Por Michele Calliari Marchese

Numa manhã de domingo, o povo da Campina da Cascavel ao sair da missa se deparou com uma carroça parada em frente à igreja, toda enfeitada com bandeirolas coloridas e um grande cartaz escrito à mão que dizia: “A cura dos males está aqui”.
“De qualquer mal?” Pediu a Dona Salvina e o viajante, que logo se adiantou, disse com uma certeza de doer no peito que sim, que bastava dizer de que mal sofria que ele tinha o medicamento que curava. Era infalível.
Pois o viajante, que se chamava Humberto, se viu rodeado de tanta gente que não hesitou em começar o seu discurso de vendedor. Eram tantas as maravilhas que o remédio proporcionava que ele tinha tido um vislumbre extraordinário de salvar os doentes e não doentes daquela cidade que ele nem sabia o nome.
“Campina da Cascavel” gritou um. E o Humberto refez a retórica com o nome de nossa cidade cantada aos quatro ventos. Pois tinha uma voz retumbante o Humberto e também tinha os ouvidos apurados quando constatou que a dúvida pairava ainda na cabeça das pessoas. Alguma coisa fazia com que ninguém sequer quisesse experimentar a dita água milagrosa.
Pois era obra do tabelião que se postou em frente ao Humberto e disse que na capital — pois tinha ido lá no ano passado — a polícia já tinha prendido um meliante igual a ele por ter vendido “gato por lebre” e ateado fogo na carroça em praça pública.
O Humberto não se deu por vencido e disse que era aquele tipo de homem — o preso na capital — que fazia denegrir a imagem dele, comerciante honesto e trabalhador e que conhecia o índio que fazia os remédios, e era pegar ou largar, pois que o índio estava para morrer e ele teria que mudar de profissão muito em breve. Chamou uma moça que estava bem no meio da turba, a Lizandra, que ficou chocada com aquele dedo apontado para ela. Os pais da Lizandra não permitiram que ela fosse até a carroça, pois que eles não queriam que ela se expusesse diante da população com coisas que eles desconheciam.

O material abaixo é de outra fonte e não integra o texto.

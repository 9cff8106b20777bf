//! Observation matrices and landmark flattening.
//!
//! An [`ObservationMatrix`] is an n × p table of measurements: one row per
//! observational unit, one column per measured variable. Rows may carry
//! optional string labels used only for cross-matching the two conditions of
//! a paired test.
//!
//! Raw 3-D landmark arrays (t landmarks × k dimensions × n specimens) are
//! converted into observation matrices through the [`LandmarkFlattener`]
//! capability; the test core never depends on a specific flattening scheme.

use ndarray::{Array1, Array2, Array3, Axis};

use crate::error::TestError;

/// Capability for flattening a 3-D landmark array into an observation matrix.
///
/// The input is shaped (t landmarks × k dimensions × n specimens); the output
/// must be n × (t·k) with one specimen per row.
pub trait LandmarkFlattener {
    /// Flatten `landmarks` into an observation matrix.
    fn flatten(&self, landmarks: &Array3<f64>) -> Array2<f64>;
}

/// Default flattener: concatenates each specimen's landmark coordinates
/// row-major, so row i is (x₁, y₁, …, x₂, y₂, …) for specimen i.
#[derive(Debug, Clone, Copy, Default)]
pub struct CoordinateFlattener;

impl LandmarkFlattener for CoordinateFlattener {
    fn flatten(&self, landmarks: &Array3<f64>) -> Array2<f64> {
        let (t, k, n) = landmarks.dim();
        let mut flat = Array2::zeros((n, t * k));
        for specimen in 0..n {
            for landmark in 0..t {
                for dim in 0..k {
                    flat[[specimen, landmark * k + dim]] = landmarks[[landmark, dim, specimen]];
                }
            }
        }
        flat
    }
}

/// A matrix of multivariate observations with optional row labels.
#[derive(Debug, Clone, PartialEq)]
pub struct ObservationMatrix {
    data: Array2<f64>,
    labels: Option<Vec<String>>,
}

impl ObservationMatrix {
    /// Create an unlabeled observation matrix.
    pub const fn new(data: Array2<f64>) -> Self {
        Self { data, labels: None }
    }

    /// Create an observation matrix with one label per row.
    ///
    /// Fails when the number of labels does not match the number of rows.
    pub fn with_labels(data: Array2<f64>, labels: Vec<String>) -> Result<Self, TestError> {
        if labels.len() != data.nrows() {
            return Err(TestError::LabelCount {
                labels: labels.len(),
                rows: data.nrows(),
            });
        }
        Ok(Self {
            data,
            labels: Some(labels),
        })
    }

    /// Build an observation matrix from a 3-D landmark array via `flattener`.
    ///
    /// Landmark arrays carry no row labels; attach them afterwards with
    /// [`Self::with_labels`] if label-based matching is needed.
    pub fn from_landmarks(landmarks: &Array3<f64>, flattener: &dyn LandmarkFlattener) -> Self {
        Self::new(flattener.flatten(landmarks))
    }

    /// Number of observations (rows).
    pub fn nrows(&self) -> usize {
        self.data.nrows()
    }

    /// Number of variables (columns).
    pub fn ncols(&self) -> usize {
        self.data.ncols()
    }

    /// The underlying data matrix.
    pub const fn data(&self) -> &Array2<f64> {
        &self.data
    }

    /// Row labels, if any.
    pub fn labels(&self) -> Option<&[String]> {
        self.labels.as_deref()
    }

    /// Column-wise means. Empty matrices are rejected upstream.
    pub(crate) fn column_means(&self) -> Array1<f64> {
        self.data.mean_axis(Axis(0)).unwrap()
    }
}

E também porque o moço era bonito de fazer carreiro de pétalas de flores onde passasse, e a mãe da Lizandra tinha medo que ela se deixasse levar pela lábia e pela beleza do vendedor e acabasse comprando o dito do frasco de remédio.
A Lizandra estava esperando completar seus 18 anos para ir ao convento, onde se ordenaria freira. Todo mundo sabia da vocação da moça e todos disseram que fosse até a frente da carroça, porque seu caráter inquestionável não levaria em conta o embuste — se houvesse algum.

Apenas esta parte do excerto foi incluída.